Date: October 2, 2024
Reference: Paxton et al. Headpulse measurement can reliably identify large-vessel occlusion stroke in prehospital suspected stroke patients: Results from the EPISODE-PS-COVID study. AEM Sept 2024
Guest Skeptic: Dr. Lauren Westafer an Assistant Professor in the Department of Emergency Medicine at the UMass Chan Medical School – Baystate. She is the co-founder of FOAMcast and a pulmonary embolism and implementation science researcher. Dr. Westafer serves as the Social Media Editor and a research methodology editor for the Annals of Emergency Medicine.
Case: The family of a 69-year-old woman activated emergency medical services (EMS) for slurred speech that they noticed when she woke up a couple of hours before. The patient has a history of hypertension, diabetes, gastroesophageal reflux disease (GERD), and dyslipidemia and lives alone but speaks with her son daily. The son reported she seemed fine yesterday evening when they went to dinner, perhaps more tired than usual. The patient had some slurred speech but no obvious facial droop or asymmetric limb weakness.
Background: Stroke remains a leading cause of morbidity and mortality worldwide, with large vessel occlusion (LVO) strokes representing approximately one-third of all acute ischemic strokes (AIS) in the United States. However, LVO strokes disproportionately contribute to stroke-related disability and death, accounting for nearly two-thirds of post-stroke dependence and over 90% of stroke mortality [1,2].
The SGEM has covered LVO strokes several times (SGEM#137, SGEM#292, SGEM#333 and SGEM#349). Rapid identification and transport to an endovascular thrombectomy (EVT)-capable center are important for improving outcomes in these patients, as EVT is the standard treatment for LVO stroke with moderate to severe symptoms [3-5].
Prehospital identification of LVO stroke remains a significant challenge for emergency medical services (EMS) [6]. Traditional stroke scales used in the field, such as the Los Angeles Motor Scale (LAMS) [7], the Cincinnati Stroke Triage Assessment Tool (C-STAT) [8,9], and the Rapid Arterial Occlusion Evaluation (RACE) scale [10], have shown varied effectiveness. These scales generally demonstrate high specificity but low sensitivity, often resulting in false negatives where LVO strokes are missed [11-13].

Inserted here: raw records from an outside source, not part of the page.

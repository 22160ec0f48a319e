use std::f64::consts::PI;

/// Rounds half away from zero, the convention every window/index
/// computation in the analysis code relies on.
pub fn matlab_round(x: f64) -> i64 {
    if x.is_nan() {
        return 0;
    }
    if x >= 0.0 {
        (x + 0.5).floor() as i64
    } else {
        (x - 0.5).ceil() as i64
    }
}

/// Smallest power of two strictly greater than `log2(sample)`'s integer part,
/// i.e. `2^(floor(log2(sample)) + 1)`.
pub fn suitable_fft_size(sample: usize) -> usize {
    let sample = sample.max(1);
    1usize << ((usize::BITS - 1 - sample.leading_zeros()) + 1)
}

pub fn lerp(a: f64, b: f64, t: f64) -> f64 {
    a * (1.0 - t) + b * t
}

/// 4-term Nuttall window of `len` samples.
pub fn nuttall_window(len: usize) -> Vec<f64> {
    match len {
        0 => Vec::new(),
        1 => vec![1.0],
        _ => {
            let denom = (len - 1) as f64;
            (0..len)
                .map(|i| {
                    let t = i as f64 / denom;
                    0.355768 - 0.487396 * (2.0 * PI * t).cos() + 0.144232 * (4.0 * PI * t).cos()
                        - 0.012604 * (6.0 * PI * t).cos()
                })
                .collect()
        }
    }
}

/// Linear interpolation of `(x, y)` at `xi`. `x` must be ascending with at
/// least two points; queries outside the range extrapolate from the end
/// segments.
pub fn interp1(x: &[f64], y: &[f64], xi: &[f64]) -> Vec<f64> {
    let n = x.len().min(y.len());
    if n == 0 {
        return vec![0.0; xi.len()];
    }
    if n == 1 {
        return vec![y[0]; xi.len()];
    }
    xi.iter()
        .map(|&q| {
            let k = x[..n].partition_point(|&v| v <= q).clamp(1, n - 1);
            let h = x[k] - x[k - 1];
            if h == 0.0 {
                return y[k - 1];
            }
            y[k - 1] + (q - x[k - 1]) / h * (y[k] - y[k - 1])
        })
        .collect()
}

/// Linear interpolation on a uniform axis `origin + i * step`.
///
/// Queries are clamped to the sampled range; the last sample holds.
pub fn interp1_uniform(origin: f64, step: f64, y: &[f64], xi: &[f64]) -> Vec<f64> {
    let n = y.len();
    if n == 0 {
        return vec![0.0; xi.len()];
    }
    xi.iter()
        .map(|&q| {
            let position = (q - origin) / step;
            if position <= 0.0 {
                return y[0];
            }
            let base = position as usize;
            if base >= n - 1 {
                return y[n - 1];
            }
            let fraction = position - base as f64;
            y[base] + (y[base + 1] - y[base]) * fraction
        })
        .collect()
}

/// Folds the spectral components below `f0` back onto the positive axis so
/// that energy under the fundamental is not lost to the DC bin.
pub fn dc_correction(spectrum: &mut [f64], f0: f64, fs: f64, fft_size: usize) {
    let bin_width = fs / fft_size as f64;
    let upper_limit = (2 + (f0 * fft_size as f64 / fs) as usize).min(spectrum.len());
    let source_len = (upper_limit + 1).min(spectrum.len());
    let axis: Vec<f64> = (0..upper_limit).map(|i| i as f64 * bin_width).collect();
    let replica = interp1_uniform(f0, -bin_width, &spectrum[..source_len], &axis);
    for (value, extra) in spectrum.iter_mut().zip(replica) {
        *value += extra;
    }
}

/// Rectangular smoothing of width `width` Hz on a half spectrum, computed
/// from the cumulative sum of a mirrored copy.
pub fn linear_smoothing(spectrum: &[f64], width: f64, fs: f64, fft_size: usize) -> Vec<f64> {
    let half = fft_size / 2;
    let bin_width = fs / fft_size as f64;
    let boundary = (width * fft_size as f64 / fs) as usize + 1;
    let total = half + boundary * 2 + 1;

    let mut mirrored = vec![0.0; total];
    for i in 0..boundary {
        mirrored[i] = spectrum[(boundary - i).min(half)];
    }
    for i in boundary..half + boundary {
        mirrored[i] = spectrum[i - boundary];
    }
    for i in half + boundary..total {
        mirrored[i] = spectrum[half.saturating_sub(i - (half + boundary))];
    }

    let mut cumulative = Vec::with_capacity(total);
    let mut running = 0.0;
    for value in &mirrored {
        running += value * bin_width;
        cumulative.push(running);
    }

    let origin = -(boundary as f64 - 0.5) * bin_width;
    let low_axis: Vec<f64> = (0..=half).map(|i| i as f64 * bin_width - width / 2.0).collect();
    let high_axis: Vec<f64> = low_axis.iter().map(|f| f + width).collect();
    let low = interp1_uniform(origin, bin_width, &cumulative, &low_axis);
    let high = interp1_uniform(origin, bin_width, &cumulative, &high_axis);

    low.iter().zip(&high).map(|(l, h)| (h - l) / width).collect()
}

/// Vertex offset of the parabola through three equally spaced points,
/// in units of the spacing, relative to the middle point.
pub fn parabolic_peak_offset(left: f64, center: f64, right: f64) -> f64 {
    let denom = left - 2.0 * center + right;
    if denom.abs() < f64::EPSILON {
        return 0.0;
    }
    0.5 * (left - right) / denom
}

Clinical Question: Can a cranial accelerometry (CA) headset device be used by paramedics in the prehospital setting to accurately detect patients with a large vessel occlusion (LVO) stroke?
Reference: Paxton et al. Headpulse measurement can reliably identify large-vessel occlusion stroke in prehospital suspected stroke patients: Results from the EPISODE-PS-COVID study. AEM Sept 2024
Population: Consecutive adult patients suspected of acute ischemic stroke (AIS) by prehospital emergency medical services (EMS) in the United States.
Intervention: The Harmony 5000 CA headset device (MindRhythm Inc).
Comparison: The Los Angeles Motor Scale (LAMS).
Outcome:
Primary Outcome: The feasibility of prehospital deployment of the device, defined by the proportion of subjects with acceptable ECG and headset data.
Secondary Outcome: The device's diagnostic accuracy in detecting LVO stroke.
Type of Study: This was a prospective, multicenter observational diagnostic accuracy study.
Dr. James Paxton
This is an SGEMHOP, and we are pleased to have the lead author, Dr. James Paxton on the show. Dr. Paxton is in the Department of Emergency Medicine, at Wayne State University School of Medicine.
Authors’ Conclusions: "Obtaining adequate recordings with a CA headset is highly feasible in the prehospital environment. Use of the device algorithm incorporating both CA and LAMS data for LVO detection resulted in significantly higher sensitivity without reduced specificity when compared to the use of LAMS alone."